Seoraksan National Park has rocky terrain around Daecheongbong, and was listed in the Man and the Biosphere Programme.[13] The government designated the area as a nature reserve in 1965, and UNESCO designated it as a biosphere reserve in 1982. It was also the first Korean national park to be named under the National Park Law in 1970. It is popular with tourists and nature enthusiasts, and home to many rare flora and fauna making it valued for its floral diversity. The reserve spans 163.6 km2 (63.2 sq mi), and includes many mountain peaks measuring over 1,200 metres above sea level, the tallest being Daecheongbong, at an altitude of 1,708 metres. The ranges are composed largely of dissected granite and gneiss. There are about 1,013 species of plants known, with 822 vascular plant species. Pine trees such as the Siberian pine are abundant on the southern slopes whilst the northern slopes of the mountain range are characterized by oaks and other deciduous trees. Thuja grow in the deep valleys, dwarf pines and yews grow on low and high slopes. Juniper, hawthorn, forsythias, saw-worts and Manchurian fir can be found, with rare plants in the reserve including Hanabusaya asiatica. 1,562 animal species have been classified so far. including otters, the Siberian flying squirrel, kestrel, Chinese sparrowhawk, lenok, Chinese minnow, and the spotted barbel. Endangered animals include the Tristram's woodpecker, Korean goral, and Korean musk deer. Cultural landmarks in the reserve include the Buddhist templesBaekdamsa and Sinheungsa.

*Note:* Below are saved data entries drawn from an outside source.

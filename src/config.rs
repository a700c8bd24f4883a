use std::path::{Path, PathBuf};

use serde::{Deserialize, Serialize};

use crate::constants::pipeline::{
    DEFAULT_INTERIM_DIR, DEFAULT_LOG_DIR, DEFAULT_LOG_FILENAME, DEFAULT_RAW_DIR,
    TEST_INPUT_FILENAME, TEST_OUTPUT_FILENAME, TRAIN_INPUT_FILENAME, TRAIN_OUTPUT_FILENAME,
};
use crate::constants::preprocess::{
    DEFAULT_PROGRESS_INTERVAL, DEFAULT_TARGET_COLUMN, DEFAULT_TEXT_COLUMN,
};
use crate::errors::PreprocessError;
use crate::types::ColumnName;

/// Which columns decide whether two rows are duplicates.
#[derive(Clone, Copy, Debug, Default, PartialEq, Eq, Serialize, Deserialize)]
pub enum DedupKey {
    /// Rows are duplicates when the raw text and the encoded target are equal.
    #[default]
    TextAndTarget,
    /// Rows are duplicates when every column is equal (after label encoding).
    FullRow,
}

/// How label codes are assigned across the datasets of one run.
#[derive(Clone, Copy, Debug, Default, PartialEq, Eq, Serialize, Deserialize)]
pub enum LabelScope {
    /// Each dataset gets its own encoder fit on its own target values.
    ///
    /// The same raw label can map to different codes in train and test when
    /// their label sets differ.
    #[default]
    PerDataset,
    /// One encoder is fit on the union of every dataset's target values.
    Shared,
}

/// Per-table preprocessing configuration.
#[derive(Clone, Debug, Serialize, Deserialize)]
pub struct PreprocessConfig {
    /// Column holding the raw text to normalize.
    pub text_column: ColumnName,
    /// Column holding the categorical label to encode.
    pub target_column: ColumnName,
    /// Duplicate detection policy.
    pub dedup_key: DedupKey,
    /// Emit a debug progress event for every row id divisible by this value.
    pub progress_interval: usize,
}

impl Default for PreprocessConfig {
    fn default() -> Self {
        Self {
            text_column: DEFAULT_TEXT_COLUMN.to_string(),
            target_column: DEFAULT_TARGET_COLUMN.to_string(),
            dedup_key: DedupKey::default(),
            progress_interval: DEFAULT_PROGRESS_INTERVAL,
        }
    }
}

impl PreprocessConfig {
    /// Reject configurations that cannot produce a well-formed table.
    pub fn validated(self) -> Result<Self, PreprocessError> {
        if self.progress_interval == 0 {
            return Err(PreprocessError::Configuration(
                "progress_interval must be > 0".to_string(),
            ));
        }
        if self.text_column == self.target_column {
            return Err(PreprocessError::Configuration(format!(
                "text and target column must differ (both are '{}')",
                self.text_column
            )));
        }
        Ok(self)
    }
}

/// Locations and policies for a full train/test run.
#[derive(Clone, Debug, Serialize, Deserialize)]
pub struct PipelineConfig {
    /// Directory holding the raw train/test tables.
    pub raw_dir: PathBuf,
    /// Raw train filename inside `raw_dir`.
    pub train_file: String,
    /// Raw test filename inside `raw_dir`.
    pub test_file: String,
    /// Directory receiving processed tables (created when missing).
    pub output_dir: PathBuf,
    /// Processed train filename inside `output_dir`.
    pub train_output_file: String,
    /// Processed test filename inside `output_dir`.
    pub test_output_file: String,
    /// Directory receiving the debug log file.
    pub log_dir: PathBuf,
    /// Debug log filename inside `log_dir`.
    pub log_file: String,
    /// Label encoding scope across train and test.
    pub label_scope: LabelScope,
    /// Per-table preprocessing settings, shared by train and test.
    pub preprocess: PreprocessConfig,
}

impl Default for PipelineConfig {
    fn default() -> Self {
        Self {
            raw_dir: PathBuf::from(DEFAULT_RAW_DIR),
            train_file: TRAIN_INPUT_FILENAME.to_string(),
            test_file: TEST_INPUT_FILENAME.to_string(),
            output_dir: PathBuf::from(DEFAULT_INTERIM_DIR),
            train_output_file: TRAIN_OUTPUT_FILENAME.to_string(),
            test_output_file: TEST_OUTPUT_FILENAME.to_string(),
            log_dir: PathBuf::from(DEFAULT_LOG_DIR),
            log_file: DEFAULT_LOG_FILENAME.to_string(),
            label_scope: LabelScope::default(),
            preprocess: PreprocessConfig::default(),
        }
    }
}

impl PipelineConfig {
    /// Lay out raw, interim, and log directories under one root.
    pub fn rooted_at(root: impl AsRef<Path>) -> Self {
        let root = root.as_ref();
        Self {
            raw_dir: root.join("data").join("raw"),
            output_dir: root.join("data").join("interim"),
            log_dir: root.join(DEFAULT_LOG_DIR),
            ..Self::default()
        }
    }

    /// Raw train table path.
    pub fn train_input_path(&self) -> PathBuf {
        self.raw_dir.join(&self.train_file)
    }

    /// Raw test table path.
    pub fn test_input_path(&self) -> PathBuf {
        self.raw_dir.join(&self.test_file)
    }

    /// Processed train table path.
    pub fn train_output_path(&self) -> PathBuf {
        self.output_dir.join(&self.train_output_file)
    }

    /// Processed test table path.
    pub fn test_output_path(&self) -> PathBuf {
        self.output_dir.join(&self.test_output_file)
    }

    /// Debug log file path.
    pub fn log_path(&self) -> PathBuf {
        self.log_dir.join(&self.log_file)
    }
}

#[cfg(test)]
mod tests {
    use super::*;

    #[test]
    fn defaults_match_documented_layout() {
        let config = PipelineConfig::default();
        assert_eq!(config.train_input_path(), Path::new("./data/raw/train.csv"));
        assert_eq!(
            config.test_output_path(),
            Path::new("./data/interim/test_processed.csv")
        );
        assert_eq!(config.log_path(), Path::new("logs/data_preprocessing.log"));
        assert_eq!(config.preprocess.text_column, "text");
        assert_eq!(config.preprocess.target_column, "target");
        assert_eq!(config.preprocess.dedup_key, DedupKey::TextAndTarget);
        assert_eq!(config.label_scope, LabelScope::PerDataset);
    }

    #[test]
    fn validated_rejects_zero_interval_and_same_columns() {
        let zero = PreprocessConfig {
            progress_interval: 0,
            ..PreprocessConfig::default()
        };
        assert!(matches!(
            zero.validated(),
            Err(PreprocessError::Configuration(_))
        ));

        let same = PreprocessConfig {
            target_column: "text".to_string(),
            ..PreprocessConfig::default()
        };
        assert!(matches!(
            same.validated(),
            Err(PreprocessError::Configuration(_))
        ));
    }

    #[test]
    fn rooted_at_keeps_filenames() {
        let config = PipelineConfig::rooted_at("/tmp/run");
        assert_eq!(
            config.train_input_path(),
            Path::new("/tmp/run/data/raw/train.csv")
        );
        assert_eq!(config.log_path(), Path::new("/tmp/run/logs/data_preprocessing.log"));
    }
}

Odaesan is located in the center of Baekdudaegan, and it was assigned as a national park in 1975. Odaesan is one of the holy places of Korean Buddhist cultures.[14]
Chiaksan is derived from the southwest side of Odaesan, close to Wonju. In 2014, Wonju and the Korea National Park Service collaborated to make walking routes.[15]
Taebaeksan is a traditional and historical "holy mountain," and it was assigned as a national park on October 22, 2016.[16] Taebaeksan Mountain is located at the fork of Baekdudaegan Mountain Range, which starts from Bagdu into the south, heading to Jirisan Mountain. Ever since it has been designated as a provincial park, Taebaeksan Mountain has widened its realm[clarification needed] and thus designated it as the 22nd national park. The park ranges from Gangwon-do Province to Gyeongsangbuk-do Province (Bongwha-gun) and spans 70.052 km2 (27.047 sq mi). There are various cultural assets in Taebaeksan Mountain including Cheonjaedan, a place where a harvest ceremony had been held for thousands of years, and Geomryongso, the source of the Han River. It also has various and outstanding ecological landscapes including the biggest wildflower habitat in the country (Geumdaebong Peak to Daedeoksan Mountain), yew habitat around Janggunbong Peak, and Baekcheon Valley, the world's southernmost Lenok habitat.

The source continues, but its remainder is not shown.